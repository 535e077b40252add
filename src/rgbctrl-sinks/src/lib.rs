// SPDX-FileCopyrightText: 2026 rgbctrl contributors
//
// SPDX-License-Identifier: BSD-2-Clause

use std::collections::HashMap;
use std::future::Future;
use std::pin::Pin;

use rgbctrl_core::{DynResult, Frame};

mod dummy;
#[cfg(feature = "serial")]
mod serial;

pub use dummy::RecordingSink;
#[cfg(feature = "serial")]
pub use serial::SerialSink;

/// How to reach the physical LED hardware.
#[derive(Debug, Clone)]
pub enum SinkAccess {
    Serial { path: String, baud: u32 },
    Dummy,
}

/// Component A's transmit half: turns a rendered [`Frame`] into bytes on
/// the wire. Implementations own whatever connection state they need.
pub trait Transmit: Send {
    fn show<'a>(&'a mut self, frame: &'a Frame)
        -> Pin<Box<dyn Future<Output = DynResult<()>> + Send + 'a>>;
}

pub type SinkFactory = fn(SinkAccess) -> DynResult<Box<dyn Transmit>>;

/// Registry of pluggable transmit backends, selected by name at startup.
#[derive(Clone, Default)]
pub struct SinkRegistry {
    factories: HashMap<String, SinkFactory>,
}

impl SinkRegistry {
    pub fn new() -> Self {
        Self::default()
    }

    pub fn register_sink(&mut self, name: &str, factory: SinkFactory) {
        self.factories.insert(normalize_name(name), factory);
    }

    pub fn is_sink_registered(&self, name: &str) -> bool {
        self.factories.contains_key(&normalize_name(name))
    }

    pub fn registered_sinks(&self) -> Vec<String> {
        let mut names: Vec<String> = self.factories.keys().cloned().collect();
        names.sort();
        names
    }

    pub fn build_sink(&self, name: &str, access: SinkAccess) -> DynResult<Box<dyn Transmit>> {
        let key = normalize_name(name);
        let factory = self
            .factories
            .get(&key)
            .ok_or_else(|| format!("unknown pixel sink backend: {name}"))?;
        factory(access)
    }
}

fn normalize_name(name: &str) -> String {
    name.to_ascii_lowercase()
        .chars()
        .filter(|c| c.is_ascii_alphanumeric())
        .collect()
}

/// Registers every sink backend enabled by this build's features.
pub fn register_builtin_sinks_on(registry: &mut SinkRegistry) {
    registry.register_sink("dummy", dummy_factory);
    #[cfg(feature = "serial")]
    registry.register_sink("serial", serial::serial_factory);
}

fn dummy_factory(_access: SinkAccess) -> DynResult<Box<dyn Transmit>> {
    Ok(Box::new(RecordingSink::new()))
}

#[cfg(test)]
mod tests {
    use super::*;

    #[test]
    fn dummy_backend_is_always_registered() {
        let mut registry = SinkRegistry::new();
        register_builtin_sinks_on(&mut registry);
        assert!(registry.is_sink_registered("Dummy"));
    }

    #[test]
    fn unknown_backend_name_errors() {
        let registry = SinkRegistry::new();
        assert!(registry.build_sink("nope", SinkAccess::Dummy).is_err());
    }
}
* * * *
(Task details)
For the listing above, identify each line bearing "SPDX".

(Task response)
// SPDX-FileCopyrightText: 2026 rgbctrl contributors
// SPDX-License-Identifier: BSD-2-Clause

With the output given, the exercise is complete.